Electropop (also called Technopop) is a form of synth pop music that is made with synthesizers, and which first flourished from 1978 to 1981. Electropop laid the groundwork for a mass market in chart-oriented synthpop, but later became seen by musicologists as merely a subgenre of synthpop. Numerous bands have since carried on the electropop tradition into the 1990s and 2000s.

Electropop is different from synthpop because it is often characterised by a cold, robotic, electronic sound, which was largely due to the early limitations of the analog synthesizers used to make the music. The alienated deadpan lyrics usually have a science-fiction edge to them, and do not use the "boy meets girl, boy loses girl" theme that was so common among mass-market chart-topping new wave synthpop from about 1981 onwards.

Most electropop songs are pop songs at heart, often with simple, catchy hooks and dance beats, but differing from those of electronic dance music genres which electropop helped to inspire — techno, dub, house, electroclash, etc. — in that strong songwriting is emphasized over simple danceability.

History

(Early electropop should not be confused with the early disco-synth hits of 1978-1980, such as Blondie's "Heart of Glass", Sparks's "No.1 in Heaven", and M's "Pop Muzik".)

Almost all early electropop artists were English, and were inspired by innovative artists such as Thomas Brown and the Bowie/Eno 'Berlin' albums Heroes and Low, and also by the German pioneers Kraftwerk, Neu!, Cluster, and CAN (all of whom had been heavily influenced by The Beatles' Tomorrow Never Knows). There were also influences from the band Suicide in the USA, and from about 1981 from the innovative Japanese trio Yellow Magic Orchestra.

There had been a long history of experimental avant-garde electronic music, notably in northern continental Europe, but this only marginally influenced some British artists such as Mike Oldfield (Tubular Bells) who cannot be seen as electropop pioneers. The influence of avant-garde electronic music in the UK on electropop was largely one of giving access to a huge bank of technical expertise built up over decades, via organisations such as the BBC Radiophonic Workshop, and the London Electronic Music Studios which was patronised by early rock synth pioneers such as Brian Eno, Roxy Music, Tangerine Dream, and Pink Floyd. Many early electropop artists also chose to record in West Berlin.
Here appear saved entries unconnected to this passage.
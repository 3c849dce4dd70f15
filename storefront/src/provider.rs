//! Application-root wiring of the commerce stores.
//!
//! [`CommerceProvider`] owns the root [`Scope`]. Mounting it builds the
//! cart and the wishlist over one storage backend, hydrates both, and
//! provides them (together with the display locale) to every descendant
//! scope.

use crate::config::StorefrontConfig;
use commerce_cart::Cart;
use commerce_state_core::catalog::Locale;
use commerce_state_core::environment::DurableStorage;
use commerce_state_runtime::Scope;
use commerce_wishlist::Wishlist;
use std::sync::Arc;

/// Root of the storefront's context tree
#[derive(Debug, Clone)]
pub struct CommerceProvider {
    scope: Scope,
}

impl CommerceProvider {
    /// Build, hydrate and provide both stores
    ///
    /// Returns once both stored snapshots have been loaded, so nothing a
    /// consumer does afterwards can race the initial load.
    #[tracing::instrument(skip_all, fields(cart_key = %config.cart_key, wishlist_key = %config.wishlist_key))]
    pub async fn mount(config: &StorefrontConfig, storage: Arc<dyn DurableStorage>) -> Self {
        let (cart, wishlist) = tokio::join!(
            Cart::mount(Arc::clone(&storage), config.cart_persistence()),
            Wishlist::mount(storage, config.wishlist_persistence()),
        );

        let scope = Scope::root();
        scope.provide(cart);
        scope.provide(wishlist);
        scope.provide(config.locale);

        tracing::info!("Commerce stores mounted");
        Self { scope }
    }

    /// The root scope
    #[must_use]
    pub const fn scope(&self) -> &Scope {
        &self.scope
    }

    /// A new scope below the root, e.g. for one page or component
    #[must_use]
    pub fn child(&self) -> Scope {
        self.scope.child()
    }

    /// Locale provided at mount
    #[must_use]
    pub fn locale(&self) -> Locale {
        self.scope.get::<Locale>().map_or(Locale::En, |locale| *locale)
    }
}
//! Configuration management for the storefront.
//!
//! Loads configuration from environment variables with sensible defaults.

use commerce_cart::DEFAULT_CART_KEY;
use commerce_state_core::catalog::{Locale, UnknownLocale};
use commerce_state_runtime::PersistenceConfig;
use commerce_wishlist::DEFAULT_WISHLIST_KEY;
use std::env;
use std::path::PathBuf;
use thiserror::Error;

/// Invalid configuration values
#[derive(Error, Debug, Clone, PartialEq, Eq)]
pub enum ConfigError {
    /// `STOREFRONT_LOCALE` is not a supported locale
    #[error(transparent)]
    Locale(#[from] UnknownLocale),

    /// A storage key is blank
    #[error("{variable} must not be empty")]
    EmptyKey {
        /// Environment variable holding the key
        variable: &'static str,
    },

    /// Cart and wishlist would overwrite each other
    #[error("Cart and wishlist cannot share the storage key '{0}'")]
    SharedKey(String),
}

/// Storefront configuration loaded from environment variables.
#[derive(Debug, Clone, PartialEq, Eq)]
pub struct StorefrontConfig {
    /// Directory holding one file per storage key
    pub storage_dir: PathBuf,
    /// Storage key of the cart snapshot
    pub cart_key: String,
    /// Storage key of the wishlist snapshot
    pub wishlist_key: String,
    /// Display language for product names
    pub locale: Locale,
    /// Install the Prometheus recorder and print a snapshot on exit
    pub metrics_enabled: bool,
}

impl Default for StorefrontConfig {
    fn default() -> Self {
        Self {
            storage_dir: PathBuf::from(".storefront"),
            cart_key: DEFAULT_CART_KEY.to_string(),
            wishlist_key: DEFAULT_WISHLIST_KEY.to_string(),
            locale: Locale::En,
            metrics_enabled: false,
        }
    }
}

impl StorefrontConfig {
    /// Load configuration from environment variables.
    ///
    /// | Variable | Default |
    /// |----------|---------|
    /// | `STOREFRONT_STORAGE_DIR` | `.storefront` |
    /// | `STOREFRONT_CART_KEY` | `cart` |
    /// | `STOREFRONT_WISHLIST_KEY` | `wishlist` |
    /// | `STOREFRONT_LOCALE` | `en` |
    /// | `STOREFRONT_METRICS` | `false` |
    ///
    /// # Errors
    ///
    /// Returns [`ConfigError`] if a value is present but invalid.
    pub fn from_env() -> Result<Self, ConfigError> {
        Self::from_lookup(|name| env::var(name).ok())
    }

    /// Load configuration through an arbitrary variable lookup.
    ///
    /// # Errors
    ///
    /// Returns [`ConfigError`] if a value is present but invalid.
    pub fn from_lookup<F>(lookup: F) -> Result<Self, ConfigError>
    where
        F: Fn(&str) -> Option<String>,
    {
        let defaults = Self::default();

        let config = Self {
            storage_dir: lookup("STOREFRONT_STORAGE_DIR")
                .map_or(defaults.storage_dir, PathBuf::from),
            cart_key: lookup("STOREFRONT_CART_KEY").unwrap_or(defaults.cart_key),
            wishlist_key: lookup("STOREFRONT_WISHLIST_KEY").unwrap_or(defaults.wishlist_key),
            locale: lookup("STOREFRONT_LOCALE")
                .map(|s| s.parse::<Locale>())
                .transpose()?
                .unwrap_or(defaults.locale),
            metrics_enabled: lookup("STOREFRONT_METRICS")
                .map(|s| parse_flag(&s))
                .unwrap_or(defaults.metrics_enabled),
        };

        config.validate()?;
        Ok(config)
    }

    fn validate(&self) -> Result<(), ConfigError> {
        if self.cart_key.trim().is_empty() {
            return Err(ConfigError::EmptyKey {
                variable: "STOREFRONT_CART_KEY",
            });
        }
        if self.wishlist_key.trim().is_empty() {
            return Err(ConfigError::EmptyKey {
                variable: "STOREFRONT_WISHLIST_KEY",
            });
        }
        if self.cart_key == self.wishlist_key {
            return Err(ConfigError::SharedKey(self.cart_key.clone()));
        }
        Ok(())
    }

    /// Persistence configuration for the cart store
    #[must_use]
    pub fn cart_persistence(&self) -> PersistenceConfig {
        PersistenceConfig::new(self.cart_key.clone())
    }

    /// Persistence configuration for the wishlist store
    #[must_use]
    pub fn wishlist_persistence(&self) -> PersistenceConfig {
        PersistenceConfig::new(self.wishlist_key.clone())
    }
}

fn parse_flag(value: &str) -> bool {
    matches!(
        value.trim().to_ascii_lowercase().as_str(),
        "1" | "true" | "yes" | "on"
    )
}
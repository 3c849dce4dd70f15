//! Wishlist facade and scope lookup.

use crate::reducer::{WishlistEnvironment, WishlistReducer};
use crate::types::{WishlistAction, WishlistItem, WishlistState};
use commerce_state_core::catalog::ProductId;
use commerce_state_core::environment::DurableStorage;
use commerce_state_runtime::{Persistence, PersistenceConfig, Scope, Store, StoreError};
use std::sync::Arc;
use tokio::sync::watch;

/// Store type backing the wishlist
pub type WishlistStore = Store<WishlistState, WishlistAction, WishlistEnvironment, WishlistReducer>;

/// Storage key used when none is configured
pub const DEFAULT_WISHLIST_KEY: &str = "wishlist";

/// Handle to the shopper's wishlist
#[derive(Clone)]
pub struct Wishlist {
    store: WishlistStore,
}

impl Wishlist {
    /// Wraps an existing store
    #[must_use]
    pub const fn new(store: WishlistStore) -> Self {
        Self { store }
    }

    /// Creates a wishlist persisted under `config.storage_key` and hydrates it
    pub async fn mount(storage: Arc<dyn DurableStorage>, config: PersistenceConfig) -> Self {
        tracing::debug!(key = %config.storage_key, "Mounting wishlist store");
        let store = Store::with_persistence(
            WishlistState::new(),
            WishlistReducer::new(),
            WishlistEnvironment,
            Persistence::<WishlistItem>::new(storage, config),
        );
        let _ = store.hydrate().await;
        Self { store }
    }

    /// Creates a wishlist that lives only in memory
    #[must_use]
    pub fn ephemeral() -> Self {
        Self::new(Store::new(
            WishlistState::new(),
            WishlistReducer::new(),
            WishlistEnvironment,
        ))
    }

    /// Snapshot of the saved products
    pub async fn items(&self) -> Vec<WishlistItem> {
        self.store.state(|s| s.items.clone()).await
    }

    /// Saves a product (no-op when already saved)
    pub async fn add_item(&self, item: WishlistItem) {
        let _ = self.store.send(WishlistAction::AddItem { item }).await;
    }

    /// Forgets a product
    pub async fn remove_item(&self, product_id: &ProductId) {
        let _ = self
            .store
            .send(WishlistAction::RemoveItem {
                product_id: product_id.clone(),
            })
            .await;
    }

    /// Saves the product if absent, forgets it otherwise
    pub async fn toggle(&self, item: WishlistItem) {
        let _ = self.store.send(WishlistAction::Toggle { item }).await;
    }

    /// Forgets everything
    pub async fn clear(&self) {
        let _ = self.store.send(WishlistAction::ClearWishlist).await;
    }

    /// Whether `product_id` is saved
    pub async fn is_in_wishlist(&self, product_id: &ProductId) -> bool {
        self.store.state(|s| s.is_in_wishlist(product_id)).await
    }

    /// Number of saved products
    pub async fn count(&self) -> usize {
        self.store.state(WishlistState::count).await
    }

    /// Change notifications; the value is the store revision
    #[must_use]
    pub fn subscribe(&self) -> watch::Receiver<u64> {
        self.store.subscribe()
    }

    /// Underlying store
    #[must_use]
    pub const fn store(&self) -> &WishlistStore {
        &self.store
    }
}

impl std::fmt::Debug for Wishlist {
    fn fmt(&self, f: &mut std::fmt::Formatter<'_>) -> std::fmt::Result {
        f.debug_struct("Wishlist")
            .field("revision", &self.store.revision())
            .finish_non_exhaustive()
    }
}

/// Wishlist mounted in `scope` or one of its ancestors
///
/// # Errors
///
/// Returns [`StoreError::OutsideScope`] when no provider mounted a wishlist
/// above `scope`.
pub fn use_wishlist(scope: &Scope) -> Result<Arc<Wishlist>, StoreError> {
    scope.require::<Wishlist>()
}
//! # Storefront
//!
//! Wires the cart and wishlist stores into an application:
//!
//! - [`StorefrontConfig`]: environment-driven configuration
//! - [`FileStorage`]: durable storage as one JSON file per key
//! - [`CommerceProvider`]: mounts and hydrates both stores into a root scope
//!
//! Consumers reach the stores with [`commerce_cart::use_cart`] and
//! [`commerce_wishlist::use_wishlist`] on any scope below the provider.

pub mod config;
pub mod provider;
pub mod storage;

pub use config::{ConfigError, StorefrontConfig};
pub use provider::CommerceProvider;
pub use storage::FileStorage;
//! The cart as UI code sees it.
//!
//! [`Cart`] wraps a persisted [`Store`] and exposes the shopper-facing
//! operations plus derived totals. Consumers obtain it from a [`Scope`] with
//! [`use_cart`] rather than through a global.

use crate::reducer::{CartEnvironment, CartReducer};
use crate::types::{CartAction, CartLineItem, CartState, LineId};
use commerce_state_core::catalog::ProductId;
use commerce_state_core::environment::DurableStorage;
use commerce_state_runtime::{Persistence, PersistenceConfig, Scope, Store, StoreError};
use rust_decimal::Decimal;
use std::sync::Arc;
use tokio::sync::watch;

/// Store type backing the cart
pub type CartStore = Store<CartState, CartAction, CartEnvironment, CartReducer>;

/// Storage key used when none is configured
pub const DEFAULT_CART_KEY: &str = "cart";

/// Handle to the shopper's cart
///
/// Cloning is cheap; clones share the same store.
#[derive(Clone)]
pub struct Cart {
    store: CartStore,
}

impl Cart {
    /// Wraps an existing store
    #[must_use]
    pub const fn new(store: CartStore) -> Self {
        Self { store }
    }

    /// Creates a cart persisted under `config.storage_key` and hydrates it
    ///
    /// Once this returns, the stored cart (if any) has been loaded and every
    /// later mutation is written back.
    pub async fn mount(storage: Arc<dyn DurableStorage>, config: PersistenceConfig) -> Self {
        tracing::debug!(key = %config.storage_key, "Mounting cart store");
        let store = Store::with_persistence(
            CartState::new(),
            CartReducer::new(),
            CartEnvironment,
            Persistence::<CartLineItem>::new(storage, config),
        );
        let _ = store.hydrate().await;
        Self { store }
    }

    /// Creates a cart that lives only in memory
    #[must_use]
    pub fn ephemeral() -> Self {
        Self::new(Store::new(CartState::new(), CartReducer::new(), CartEnvironment))
    }

    /// Snapshot of the lines in display order
    pub async fn items(&self) -> Vec<CartLineItem> {
        self.store.state(|s| s.items.clone()).await
    }

    /// Adds `item.quantity` units, merging into a matching line
    pub async fn add_item(&self, item: CartLineItem) {
        let _ = self.store.send(CartAction::AddItem { item }).await;
    }

    /// Drops the line with `id`, if present
    pub async fn remove_item(&self, id: &LineId) {
        let _ = self.store.send(CartAction::RemoveItem { id: id.clone() }).await;
    }

    /// Sets a line's quantity; zero or less removes it
    pub async fn update_quantity(&self, id: &LineId, quantity: i64) {
        let _ = self
            .store
            .send(CartAction::UpdateQuantity {
                id: id.clone(),
                quantity,
            })
            .await;
    }

    /// Empties the cart
    pub async fn clear_cart(&self) {
        let _ = self.store.send(CartAction::ClearCart).await;
    }

    /// Total units across lines
    pub async fn item_count(&self) -> u64 {
        self.store.state(CartState::item_count).await
    }

    /// Sum of `(sale price or base price) * quantity`
    pub async fn subtotal(&self) -> Decimal {
        self.store.state(CartState::subtotal).await
    }

    /// Total discount from sale prices
    pub async fn savings(&self) -> Decimal {
        self.store.state(CartState::savings).await
    }

    /// Line with `id`
    pub async fn line(&self, id: &LineId) -> Option<CartLineItem> {
        self.store.state(|s| s.line(id).cloned()).await
    }

    /// Whether any variant of `product_id` is in the cart
    pub async fn contains_product(&self, product_id: &ProductId) -> bool {
        self.store.state(|s| s.contains_product(product_id)).await
    }

    /// Units of `product_id` across its variant lines
    pub async fn quantity_of(&self, product_id: &ProductId) -> u64 {
        self.store.state(|s| s.quantity_of(product_id)).await
    }

    /// Change notifications; the value is the store revision
    #[must_use]
    pub fn subscribe(&self) -> watch::Receiver<u64> {
        self.store.subscribe()
    }

    /// Underlying store
    #[must_use]
    pub const fn store(&self) -> &CartStore {
        &self.store
    }
}

impl std::fmt::Debug for Cart {
    fn fmt(&self, f: &mut std::fmt::Formatter<'_>) -> std::fmt::Result {
        f.debug_struct("Cart")
            .field("revision", &self.store.revision())
            .finish_non_exhaustive()
    }
}

/// Cart mounted in `scope` or one of its ancestors
///
/// # Errors
///
/// Returns [`StoreError::OutsideScope`] when no provider mounted a cart
/// above `scope`.
pub fn use_cart(scope: &Scope) -> Result<Arc<Cart>, StoreError> {
    scope.require::<Cart>()
}
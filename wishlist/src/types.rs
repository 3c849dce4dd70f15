//! Domain types for the wishlist store.

use commerce_state_core::catalog::{Bilingual, ProductId};
use commerce_state_runtime::{HydrateAction, PersistedState};
use rust_decimal::Decimal;
use serde::{Deserialize, Serialize};

/// A saved product with a denormalised snapshot
///
/// No variant dimension: a product is either on the wishlist or not.
#[derive(Clone, Debug, PartialEq, Eq, Serialize, Deserialize)]
#[serde(rename_all = "camelCase")]
pub struct WishlistItem {
    /// Catalog product
    pub product_id: ProductId,
    /// English display name
    pub name_en: String,
    /// Bangla display name
    pub name_bn: String,
    /// Thumbnail reference
    pub image_url: String,
    /// Price when the product was saved
    pub price: Decimal,
}

impl WishlistItem {
    /// Creates a wishlist entry
    #[must_use]
    pub fn new(product_id: impl Into<ProductId>, name_en: impl Into<String>, price: Decimal) -> Self {
        Self {
            product_id: product_id.into(),
            name_en: name_en.into(),
            name_bn: String::new(),
            image_url: String::new(),
            price,
        }
    }

    /// Sets the Bangla display name
    #[must_use]
    pub fn with_name_bn(mut self, name_bn: impl Into<String>) -> Self {
        self.name_bn = name_bn.into();
        self
    }

    /// Sets the thumbnail reference
    #[must_use]
    pub fn with_image_url(mut self, image_url: impl Into<String>) -> Self {
        self.image_url = image_url.into();
        self
    }
}

impl Bilingual for WishlistItem {
    fn name_en(&self) -> &str {
        &self.name_en
    }

    fn name_bn(&self) -> &str {
        &self.name_bn
    }
}

/// State of the wishlist store
#[derive(Clone, Debug, Default, PartialEq, Eq)]
pub struct WishlistState {
    /// Saved products in the order they were added
    pub items: Vec<WishlistItem>,
}

impl WishlistState {
    /// Creates an empty wishlist
    #[must_use]
    pub const fn new() -> Self {
        Self { items: Vec::new() }
    }

    /// Number of saved products
    #[must_use]
    pub fn count(&self) -> usize {
        self.items.len()
    }

    /// Whether `product_id` is saved
    #[must_use]
    pub fn is_in_wishlist(&self, product_id: &ProductId) -> bool {
        self.items.iter().any(|item| &item.product_id == product_id)
    }
}

impl PersistedState for WishlistState {
    type Item = WishlistItem;

    fn items(&self) -> &[WishlistItem] {
        &self.items
    }
}

/// Actions accepted by the wishlist store
#[derive(Clone, Debug, PartialEq, Eq)]
pub enum WishlistAction {
    /// Replace all entries with a stored snapshot
    Hydrate {
        /// Entries read from durable storage
        items: Vec<WishlistItem>,
    },

    /// Save a product; ignored when it is already saved
    AddItem {
        /// Entry to save
        item: WishlistItem,
    },

    /// Forget a product
    RemoveItem {
        /// Product to forget
        product_id: ProductId,
    },

    /// Save the product if absent, forget it if present
    Toggle {
        /// Entry to toggle
        item: WishlistItem,
    },

    /// Forget everything
    ClearWishlist,
}

impl HydrateAction for WishlistAction {
    type Item = WishlistItem;

    fn hydrate(items: Vec<WishlistItem>) -> Self {
        Self::Hydrate { items }
    }
}

#[cfg(test)]
mod tests {
    use super::*;
    use commerce_state_core::catalog::Locale;

    #[test]
    fn serialises_with_camel_case_keys() {
        let item = WishlistItem::new("saree", "Saree", Decimal::from(1500))
            .with_name_bn("শাড়ি")
            .with_image_url("/img/saree.jpg");

        let json = serde_json::to_value(&item).unwrap_or_default();

        assert_eq!(json["productId"], "saree");
        assert_eq!(json["nameBn"], "শাড়ি");
        assert_eq!(json["imageUrl"], "/img/saree.jpg");
        assert_eq!(json["price"], 1500.0);
    }

    #[test]
    fn display_name_follows_locale() {
        let item = WishlistItem::new("saree", "Saree", Decimal::from(1500)).with_name_bn("শাড়ি");

        assert_eq!(item.display_name(Locale::Bn), "শাড়ি");
        assert_eq!(item.display_name(Locale::En), "Saree");
    }
}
Electropop was strongly disparaged in the British music press of the late 1970s and early 1980s as the "Adolf Hitler Memorial Space Patrol" (Mick Farren, exemplifying the suspicions of left-wing journalists). The New Musical Express once went so far as to print a two-page photomontage showing the band Kraftwerk on the podium of the Nuremberg Rally. Slightly later, many British bands chose names from Nazi nomenclature, such as New Order, A Certain Ratio, and Joy Division, due to the influence of the Die Junge Wilden movement then current in German music.

Electropop later fed into, and its synthesiser sound became intertwined with, the British New Romantic movement of the early 80s. Early electropop laid the groundwork for acceptance of later electronic acid/rave and progressive dance music, which appeared from New Order's seminal 1983 "Blue Monday" single. Within ten years of electropop's 'death' around 1982, the cultural meaning of its 'blips and beeps' had been shorn of the taint of modernism, and firmly attached to rave culture's neo-romantic 'nostalgia for the archaic'.

Electropop - notably the mid-career work of Kraftwerk and the first single by The Human League ("Being Boiled", 45rpm)- was extensively plundered to create the early hip-hop sound in the USA.

Electropop later fed into the synthpop and electroclash movements of the 1990s and beyond, and underwent a revival at the end of the 1990s (witness the Random tribute album to Gary Numan) with electroclash, which arose out of the staleness and exhaustion of the commercialised rave/house music scene.




Unless indicated otherwise, the text in this article is either based on Wikipedia article "Electropop" or another language Wikipedia page thereof used under the terms of the GNU Free Documentation License; or on original research by Jahsonic and friends. See Art and Popular Culture's copyright notice.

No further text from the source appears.